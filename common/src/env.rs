use std::{borrow::Cow, env, fmt, fmt::Display, str::FromStr};

use anyhow::{Context, anyhow, ensure};
use lexe_std::Apply;
#[cfg(any(test, feature = "test-utils"))]
use proptest::strategy::Strategy;
#[cfg(any(test, feature = "test-utils"))]
use proptest_derive::Arbitrary;
use serde::Serialize;
use serde_with::DeserializeFromStr;
use strum::VariantArray;

use crate::ln::network::LxNetwork;

/// Represents a validated `DEPLOY_ENVIRONMENT` configuration.
#[derive(Copy, Clone, Debug, Eq, PartialEq, Ord, PartialOrd)]
#[derive(DeserializeFromStr, VariantArray)]
#[cfg_attr(any(test, feature = "test-utils"), derive(Arbitrary))]
pub enum DeployEnv {
    /// "dev"
    Dev,
    /// "staging"
    Staging,
    /// "prod"
    Prod,
}

impl DeployEnv {
    /// Read a [`DeployEnv`] from env, or err if it was invalid / didn't exist.
    pub fn from_env() -> anyhow::Result<Self> {
        env::var("DEPLOY_ENVIRONMENT")
            .context("DEPLOY_ENVIRONMENT was not set")?
            .as_str()
            .apply(Self::from_str)
    }

    /// Shorthand to check whether this [`DeployEnv`] is dev.
    #[inline]
    pub fn is_dev(self) -> bool {
        matches!(self, Self::Dev)
    }

    /// Shorthand to check whether this [`DeployEnv`] is staging or prod.
    #[inline]
    pub fn is_staging_or_prod(self) -> bool {
        matches!(self, Self::Staging | Self::Prod)
    }

    /// Get a [`str`] containing "dev", "staging", or "prod"
    #[inline]
    pub fn as_str(&self) -> &'static str {
        match self {
            Self::Dev => "dev",
            Self::Staging => "staging",
            Self::Prod => "prod",
        }
    }

    /// Validate the [`LxNetwork`] parameter for this deploy environment.
    pub fn validate_network(&self, network: LxNetwork) -> anyhow::Result<()> {
        use LxNetwork::*;
        match self {
            Self::Dev => ensure!(
                matches!(network, Regtest | Testnet3 | Testnet4),
                "Dev environment can only be regtest or testnet!"
            ),
            Self::Staging => ensure!(
                matches!(network, Testnet3 | Testnet4),
                "Staging environment can only be testnet!"
            ),
            Self::Prod => ensure!(
                matches!(network, Mainnet),
                "Prod environment can only be mainnet!"
            ),
        }
        Ok(())
    }

    /// Validate the `SGX`/`[use_]sgx` parameter for this deploy environment.
    pub fn validate_sgx(&self, use_sgx: bool) -> anyhow::Result<()> {
        if matches!(self, Self::Staging | Self::Prod) {
            ensure!(use_sgx, "Staging and prod can only run in SGX!");
        }
        Ok(())
    }

    /// Returns the gateway URL for this deploy environment.
    ///
    /// A custom gateway URL (e.g. from env) can be provided for dev.
    pub fn gateway_url(
        &self,
        dev_gateway_url: Option<Cow<'static, str>>,
    ) -> Cow<'static, str> {
        match self {
            Self::Dev => dev_gateway_url
                .unwrap_or(Cow::Borrowed("https://localhost:4040")),
            Self::Staging => Cow::Borrowed(
                "https://lexe-staging-sgx.uswest2.staging.lexe.app",
            ),
            Self::Prod =>
                Cow::Borrowed("https://lexe-prod.uswest2.prod.lexe.app"),
        }
    }

    /// A strategy for *valid* combinations of [`DeployEnv`] and [`LxNetwork`].
    #[cfg(any(test, feature = "test-utils"))]
    pub fn any_valid_network_combo()
    -> impl Strategy<Value = (DeployEnv, LxNetwork)> {
        use proptest::strategy::Just;
        // We *could* extract an associated const [(DeployEnv, Network); N]
        // enumerating all *valid* combos, then iterate over all *possible*
        // combos to test that `validate_network` is correct, but this
        // boilerplate adds very little value.
        proptest::prop_oneof![
            Just((Self::Dev, LxNetwork::Regtest)),
            Just((Self::Dev, LxNetwork::Testnet3)),
            Just((Self::Dev, LxNetwork::Testnet4)),
            Just((Self::Staging, LxNetwork::Testnet3)),
            Just((Self::Staging, LxNetwork::Testnet4)),
            Just((Self::Prod, LxNetwork::Mainnet)),
        ]
    }
}

impl FromStr for DeployEnv {
    type Err = anyhow::Error;

    fn from_str(s: &str) -> anyhow::Result<Self> {
        match s {
            "dev" => Ok(Self::Dev),
            "staging" => Ok(Self::Staging),
            "prod" => Ok(Self::Prod),
            _ => Err(anyhow!(
                "Unrecognized DEPLOY_ENVIRONMENT '{s}': \
                must be 'dev', 'staging', or 'prod'"
            )),
        }
    }
}

impl Display for DeployEnv {
    fn fmt(&self, f: &mut fmt::Formatter<'_>) -> fmt::Result {
        f.write_str(self.as_str())
    }
}

impl Serialize for DeployEnv {
    fn serialize<S>(&self, serializer: S) -> Result<S::Ok, S::Error>
    where
        S: serde::Serializer,
    {
        self.as_str().serialize(serializer)
    }
}

#[cfg(test)]
mod test {
    use proptest::{prop_assert, proptest};

    use super::*;
    use crate::test_utils::roundtrip;

    #[test]
    fn deploy_env_roundtrip() {
        let expected_ser = r#"["dev","staging","prod"]"#;
        roundtrip::json_unit_enum_backwards_compat::<DeployEnv>(expected_ser);
        roundtrip::fromstr_display_roundtrip_proptest::<DeployEnv>();
    }

    #[test]
    fn test_any_valid_network_combo() {
        proptest!(|(
            (deploy_env, network) in DeployEnv::any_valid_network_combo(),
        )| {
            prop_assert!(deploy_env.validate_network(network).is_ok());
        })
    }
}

━━━━

Problem statement: What you return must be an exact retyping of the lines above starting at the line with "use proptest::strategy::Strategy;" and ending at the line with "use crate::ln::network::LxNetwork;", and nothing besides.

Answer for this exercise:
use proptest::strategy::Strategy;
#[cfg(any(test, feature = "test-utils"))]
use proptest_derive::Arbitrary;
use serde::Serialize;
use serde_with::DeserializeFromStr;
use strum::VariantArray;

use crate::ln::network::LxNetwork;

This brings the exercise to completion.